§ Required action: Look over the listing below and tally the lines in which the word "proyecto" turns up. Answer with the tally only.
*** Opening Exercise data ***
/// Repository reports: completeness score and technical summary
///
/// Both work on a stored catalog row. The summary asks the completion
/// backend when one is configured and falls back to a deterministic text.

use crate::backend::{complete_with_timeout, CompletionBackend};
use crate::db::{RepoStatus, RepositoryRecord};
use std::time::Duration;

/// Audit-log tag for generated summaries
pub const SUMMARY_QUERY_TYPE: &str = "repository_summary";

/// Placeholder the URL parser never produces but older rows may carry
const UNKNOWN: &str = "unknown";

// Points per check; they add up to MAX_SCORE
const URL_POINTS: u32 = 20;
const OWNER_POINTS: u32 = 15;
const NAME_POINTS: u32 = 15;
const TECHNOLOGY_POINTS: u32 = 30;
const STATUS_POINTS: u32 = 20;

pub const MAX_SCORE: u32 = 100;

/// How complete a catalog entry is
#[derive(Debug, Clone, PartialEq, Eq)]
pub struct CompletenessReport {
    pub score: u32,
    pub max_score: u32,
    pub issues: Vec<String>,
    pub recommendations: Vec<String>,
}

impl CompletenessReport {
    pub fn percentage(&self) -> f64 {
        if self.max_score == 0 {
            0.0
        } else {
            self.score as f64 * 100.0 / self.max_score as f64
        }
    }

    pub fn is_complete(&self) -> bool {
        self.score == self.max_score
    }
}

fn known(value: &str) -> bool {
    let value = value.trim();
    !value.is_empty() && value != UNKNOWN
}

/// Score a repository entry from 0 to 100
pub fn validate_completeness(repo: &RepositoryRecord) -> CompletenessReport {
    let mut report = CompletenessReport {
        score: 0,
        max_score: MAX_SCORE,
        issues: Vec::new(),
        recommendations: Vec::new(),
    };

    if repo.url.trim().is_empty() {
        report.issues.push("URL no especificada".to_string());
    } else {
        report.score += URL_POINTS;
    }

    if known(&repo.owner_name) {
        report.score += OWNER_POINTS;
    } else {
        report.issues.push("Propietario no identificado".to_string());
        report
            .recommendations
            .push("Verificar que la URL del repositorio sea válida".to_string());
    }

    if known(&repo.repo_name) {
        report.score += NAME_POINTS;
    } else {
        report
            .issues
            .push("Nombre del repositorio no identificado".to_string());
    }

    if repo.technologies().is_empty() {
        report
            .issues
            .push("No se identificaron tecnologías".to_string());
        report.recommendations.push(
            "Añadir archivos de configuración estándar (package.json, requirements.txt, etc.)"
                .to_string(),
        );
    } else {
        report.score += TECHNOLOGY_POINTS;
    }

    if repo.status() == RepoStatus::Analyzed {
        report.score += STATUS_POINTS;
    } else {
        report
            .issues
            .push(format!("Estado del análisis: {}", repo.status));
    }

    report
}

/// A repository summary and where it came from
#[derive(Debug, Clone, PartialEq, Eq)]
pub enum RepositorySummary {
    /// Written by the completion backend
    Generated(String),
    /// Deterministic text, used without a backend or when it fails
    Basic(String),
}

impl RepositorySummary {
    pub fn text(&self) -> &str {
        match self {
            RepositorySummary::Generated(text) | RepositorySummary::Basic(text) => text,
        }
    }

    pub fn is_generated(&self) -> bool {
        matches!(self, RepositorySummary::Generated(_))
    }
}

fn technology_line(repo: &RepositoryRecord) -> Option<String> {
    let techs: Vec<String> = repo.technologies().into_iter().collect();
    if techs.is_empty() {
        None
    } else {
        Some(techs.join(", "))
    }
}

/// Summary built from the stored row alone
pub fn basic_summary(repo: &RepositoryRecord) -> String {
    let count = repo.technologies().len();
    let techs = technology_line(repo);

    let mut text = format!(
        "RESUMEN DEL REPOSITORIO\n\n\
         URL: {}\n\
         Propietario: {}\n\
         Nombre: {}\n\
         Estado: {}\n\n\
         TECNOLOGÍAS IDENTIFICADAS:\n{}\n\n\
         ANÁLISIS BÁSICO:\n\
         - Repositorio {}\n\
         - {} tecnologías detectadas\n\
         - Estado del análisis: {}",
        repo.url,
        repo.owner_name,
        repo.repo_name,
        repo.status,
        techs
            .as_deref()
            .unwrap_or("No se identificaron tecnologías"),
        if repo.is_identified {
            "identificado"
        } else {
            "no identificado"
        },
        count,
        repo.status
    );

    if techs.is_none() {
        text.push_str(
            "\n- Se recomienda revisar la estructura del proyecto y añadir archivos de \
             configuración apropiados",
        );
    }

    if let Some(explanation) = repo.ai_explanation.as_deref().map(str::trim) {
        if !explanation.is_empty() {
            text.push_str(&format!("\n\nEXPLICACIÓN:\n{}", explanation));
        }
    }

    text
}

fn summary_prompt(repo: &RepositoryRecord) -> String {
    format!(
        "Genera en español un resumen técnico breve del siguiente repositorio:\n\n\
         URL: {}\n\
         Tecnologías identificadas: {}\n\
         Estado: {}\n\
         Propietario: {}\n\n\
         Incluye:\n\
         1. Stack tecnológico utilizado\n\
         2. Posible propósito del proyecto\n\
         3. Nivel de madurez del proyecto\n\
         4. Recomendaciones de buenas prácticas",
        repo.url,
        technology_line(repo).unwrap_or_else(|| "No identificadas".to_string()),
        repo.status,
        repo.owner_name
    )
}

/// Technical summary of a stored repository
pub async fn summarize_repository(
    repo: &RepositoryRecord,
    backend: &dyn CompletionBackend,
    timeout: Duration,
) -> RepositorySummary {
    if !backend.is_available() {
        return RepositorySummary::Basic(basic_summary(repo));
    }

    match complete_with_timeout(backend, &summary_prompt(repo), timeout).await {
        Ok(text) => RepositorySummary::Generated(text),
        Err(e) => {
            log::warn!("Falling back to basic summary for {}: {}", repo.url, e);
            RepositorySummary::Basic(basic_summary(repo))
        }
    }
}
*** Closing Exercise data ***
§ Answer section: 3